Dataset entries

┄┄┄┄┄┄┄┄┄┄

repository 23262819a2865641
//! Retries of relay work with exponential backoff.

use core::future::Future;
use core::time::Duration;

use futures_timer::Delay;
use tracing::{debug, warn};

use crate::error::RelayerError;

#[derive(Clone, Copy, Debug, PartialEq, Eq)]
pub struct RetryPolicy {
    pub max_retries: u32,
    pub initial_backoff: Duration,
    pub max_backoff: Duration,
}

impl RetryPolicy {
    /// A policy that gives up on the first failure.
    pub fn never() -> Self {
        Self {
            max_retries: 0,
            initial_backoff: Duration::ZERO,
            max_backoff: Duration::ZERO,
        }
    }

    /// The pause before retry number `attempt`, counting from zero. Doubles
    /// with every attempt up to `max_backoff`.
    pub fn backoff(&self, attempt: u32) -> Duration {
        let factor = 2u32.checked_pow(attempt).unwrap_or(u32::MAX);
        self.initial_backoff
            .checked_mul(factor)
            .map_or(self.max_backoff, |d| d.min(self.max_backoff))
    }
}

/// Milliseconds in `delay`, saturating at `u64::MAX`.
fn saturating_millis(delay: Duration) -> u64 {
    u64::try_from(delay.as_millis()).unwrap_or(u64::MAX)
}

/// Runs `operation` until it succeeds, fails with a non-transient error, or
/// the policy runs out of retries.
///
/// Each retry calls `operation` again, so a step that fetches a proof fetches
/// a fresh one.
pub async fn retry_with_backoff<T, F, Fut>(
    policy: &RetryPolicy,
    name: &str,
    mut operation: F,
) -> Result<T, RelayerError>
where
    F: FnMut() -> Fut,
    Fut: Future<Output = Result<T, RelayerError>>,
{
    let mut attempt = 0;
    loop {
        match operation().await {
            Ok(value) => return Ok(value),
            Err(e) if e.is_transient() && attempt < policy.max_retries => {
                let delay = policy.backoff(attempt);
                debug!(
                    error = %e,
                    attempt,
                    delay_ms = saturating_millis(delay),
                    "{name} failed, retrying"
                );
                Delay::new(delay).await;
                attempt += 1;
            }
            Err(e) if e.is_transient() => {
                warn!(error = %e, attempts = attempt + 1, "{name} failed, giving up");
                return Err(RelayerError::RetriesExhausted {
                    attempts: attempt + 1,
                    last: Box::new(e),
                });
            }
            Err(e) => return Err(e),
        }
    }
}
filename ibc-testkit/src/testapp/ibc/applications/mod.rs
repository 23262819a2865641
pub mod token;
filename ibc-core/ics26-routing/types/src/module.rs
use alloc::borrow::Borrow;
use core::fmt::{Debug, Display, Error as FmtError, Formatter};

use ibc_primitives::prelude::*;

use crate::event::ModuleEvent;

/// Module name, internal to the chain.
///
/// The IBC protocol never exposes this name, unlike the port the module is
/// bound to.
#[cfg_attr(feature = "serde", derive(serde::Serialize, serde::Deserialize))]
#[derive(Clone, Debug, PartialEq, Eq, Hash, PartialOrd, Ord)]
pub struct ModuleId(String);

impl ModuleId {
    pub fn new(s: impl Into<String>) -> Self {
        Self(s.into())
    }
}

impl Display for ModuleId {
    fn fmt(&self, f: &mut Formatter<'_>) -> Result<(), FmtError> {
        write!(f, "{}", self.0)
    }
}

impl Borrow<str> for ModuleId {
    fn borrow(&self) -> &str {
        self.0.as_str()
    }
}

/// Logs and events produced during module callbacks
#[cfg_attr(feature = "serde", derive(serde::Serialize, serde::Deserialize))]
#[derive(Clone, Debug, Default)]
pub struct ModuleExtras {
    pub events: Vec<ModuleEvent>,
    pub log: Vec<String>,
}

impl ModuleExtras {
    pub fn empty() -> Self {
        Self::default()
    }
}
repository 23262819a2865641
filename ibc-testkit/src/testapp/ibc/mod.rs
pub mod applications;
pub mod core;
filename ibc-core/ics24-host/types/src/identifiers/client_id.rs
use core::str::FromStr;

use derive_more::Into;
use ibc_primitives::prelude::*;

use crate::error::IdentifierError;
use crate::validate::{validate_client_identifier, validate_client_type};

#[cfg_attr(feature = "serde", derive(serde::Serialize, serde::Deserialize))]
#[derive(Clone, Debug, PartialEq, Eq, PartialOrd, Ord, Hash, Into, derive_more::Display)]
pub struct ClientId(String);

impl ClientId {
    /// Builds a new client identifier.
    ///
    /// Client identifiers are deterministically formed from two elements:
    /// a prefix derived from the client type `ctype`, and a monotonically
    /// increasing `counter`; these are separated by a dash "-".
    ///
    /// ```
    /// # use ibc_core_host_types::identifiers::ClientId;
    /// let client_id = ClientId::new("hb-ibft2", 0).unwrap();
    /// assert_eq!(client_id.as_str(), "hb-ibft2-0");
    /// ```
    pub fn new(client_type: &str, counter: u64) -> Result<Self, IdentifierError> {
        let client_type = client_type.trim();
        validate_client_type(client_type)?;
        let client_id = format!("{client_type}-{counter}");
        validate_client_identifier(&client_id)?;
        Ok(Self(client_id))
    }

    /// Get this identifier as a borrowed `&str`
    pub fn as_str(&self) -> &str {
        &self.0
    }

    /// Get this identifier as a borrowed byte slice
    pub fn as_bytes(&self) -> &[u8] {
        self.0.as_bytes()
    }
}

impl FromStr for ClientId {
    type Err = IdentifierError;

    fn from_str(s: &str) -> Result<Self, Self::Err> {
        validate_client_identifier(s).map(|_| Self(s.to_string()))
    }
}

impl PartialEq<str> for ClientId {
    fn eq(&self, other: &str) -> bool {
        self.as_str().eq(other)
    }
}
use ibc_core_channel_types::channel::{ChannelEnd, Counterparty};
use ibc_core_channel_types::commitment::compute_packet_commitment;
use ibc_core_channel_types::error::PacketError;
use ibc_core_channel_types::events::SendPacket;
use ibc_core_channel_types::packet::Packet;
use ibc_core_client::context::prelude::*;
use ibc_core_handler_types::error::ContextError;
use ibc_core_handler_types::events::{IbcEvent, MessageEvent};
use ibc_core_host::types::identifiers::ChannelId;
use ibc_core_host::types::path::{
    ChannelEndPath, ClientConsensusStatePath, CommitmentPath, SeqSendPath,
};
use ibc_primitives::prelude::*;

use crate::context::{SendPacketExecutionContext, SendPacketValidationContext};

/// Send the given packet, including all necessary validation.
///
/// Equivalent to calling [`send_packet_validate`], followed by [`send_packet_execute`]
pub fn send_packet(
    ctx_a: &mut impl SendPacketExecutionContext,
    packet: Packet,
) -> Result<(), ContextError> {
    send_packet_validate(ctx_a, &packet)?;
    send_packet_execute(ctx_a, packet)
}

/// Validate that sending the given packet would succeed.
///
/// The timeout is checked against what chain A knows of chain B: the latest
/// height of its client of B and the timestamp of the consensus state there.
pub fn send_packet_validate(
    ctx_a: &impl SendPacketValidationContext,
    packet: &Packet,
) -> Result<(), ContextError> {
    let chan_end_path_on_a = ChannelEndPath::new(&packet.port_id_on_a, &packet.chan_id_on_a);
    let chan_end_on_a = ctx_a.channel_end(&chan_end_path_on_a)?;

    verify_channel_open(&chan_end_on_a, &packet.chan_id_on_a)?;

    let counterparty = Counterparty::new(
        packet.port_id_on_b.clone(),
        Some(packet.chan_id_on_b.clone()),
    );
    if chan_end_on_a.counterparty() != &counterparty {
        return Err(PacketError::InvalidPacketCounterparty {
            port_id: packet.port_id_on_b.clone(),
            channel_id: packet.chan_id_on_b.clone(),
        }
        .into());
    }

    let conn_id_on_a = &chan_end_on_a.connection_hops()[0];
    let conn_end_on_a = ctx_a.connection_end(conn_id_on_a)?;
    let client_id_on_a = conn_end_on_a.client_id();

    let client_val_ctx_a = ctx_a.get_client_validation_context();
    let client_state_of_b_on_a = client_val_ctx_a.client_state(client_id_on_a)?;

    client_state_of_b_on_a
        .status(client_val_ctx_a, client_id_on_a)?
        .verify_is_active()?;

    let latest_height_on_a = client_state_of_b_on_a.latest_height();
    let client_cons_state_path_on_a = ClientConsensusStatePath::new(
        client_id_on_a.clone(),
        latest_height_on_a.revision_number(),
        latest_height_on_a.revision_height(),
    );
    let latest_timestamp = client_val_ctx_a
        .consensus_state(&client_cons_state_path_on_a)?
        .timestamp();

    if packet.timed_out(&latest_timestamp, latest_height_on_a) {
        return Err(PacketError::TimeoutElapsed {
            timeout_height: packet.timeout_height_on_b,
            timeout_timestamp: packet.timeout_timestamp_on_b,
            chain_height: latest_height_on_a,
            chain_timestamp: latest_timestamp,
        }
        .into());
    }

    let seq_send_path_on_a = SeqSendPath::new(&packet.port_id_on_a, &packet.chan_id_on_a);
    let next_seq_send_on_a = ctx_a.get_next_sequence_send(&seq_send_path_on_a)?;

    if packet.seq_on_a != next_seq_send_on_a {
        return Err(PacketError::UnexpectedSequence {
            given_sequence: packet.seq_on_a,
            next_sequence: next_seq_send_on_a,
        }
        .into());
    }

    Ok(())
}

/// Send the packet without any validation.
///
/// A prior call to [`send_packet_validate`] MUST have succeeded.
pub fn send_packet_execute(
    ctx_a: &mut impl SendPacketExecutionContext,
    packet: Packet,
) -> Result<(), ContextError> {
    {
        let seq_send_path_on_a = SeqSendPath::new(&packet.port_id_on_a, &packet.chan_id_on_a);
        let next_seq_send_on_a = ctx_a.get_next_sequence_send(&seq_send_path_on_a)?;

        ctx_a.store_next_sequence_send(&seq_send_path_on_a, next_seq_send_on_a.increment())?;
    }

    ctx_a.store_packet_commitment(
        &CommitmentPath::new(&packet.port_id_on_a, &packet.chan_id_on_a, packet.seq_on_a),
        compute_packet_commitment(
            &packet.data,
            &packet.timeout_height_on_b,
            &packet.timeout_timestamp_on_b,
        ),
    )?;

    // emit events and logs
    {
        let chan_end_path_on_a = ChannelEndPath::new(&packet.port_id_on_a, &packet.chan_id_on_a);
        let chan_end_on_a = ctx_a.channel_end(&chan_end_path_on_a)?;
        let conn_id_on_a = &chan_end_on_a.connection_hops()[0];

        ctx_a.log_message(format!(
            "success: packet send: sequence {} on {}/{}",
            packet.seq_on_a, packet.port_id_on_a, packet.chan_id_on_a
        ))?;
        let event = IbcEvent::SendPacket(SendPacket::new(
            packet,
            *chan_end_on_a.ordering(),
            conn_id_on_a.clone(),
        ));
        ctx_a.emit_ibc_event(IbcEvent::Message(MessageEvent::Channel))?;
        ctx_a.emit_ibc_event(event)?;
    }

    Ok(())
}

/// Packets only flow over OPEN channels.
pub(super) fn verify_channel_open(
    chan_end: &ChannelEnd,
    chan_id: &ChannelId,
) -> Result<(), PacketError> {
    if !chan_end.state().is_open() {
        return Err(PacketError::ChannelNotOpen {
            channel_id: chan_id.clone(),
            state: *chan_end.state(),
        });
    }
    Ok(())
}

┄┄┄┄┄┄┄┄┄┄

The reply should be nothing but the number of lines in the entries that include "await".

SOLUTION TO THIS TASK:
2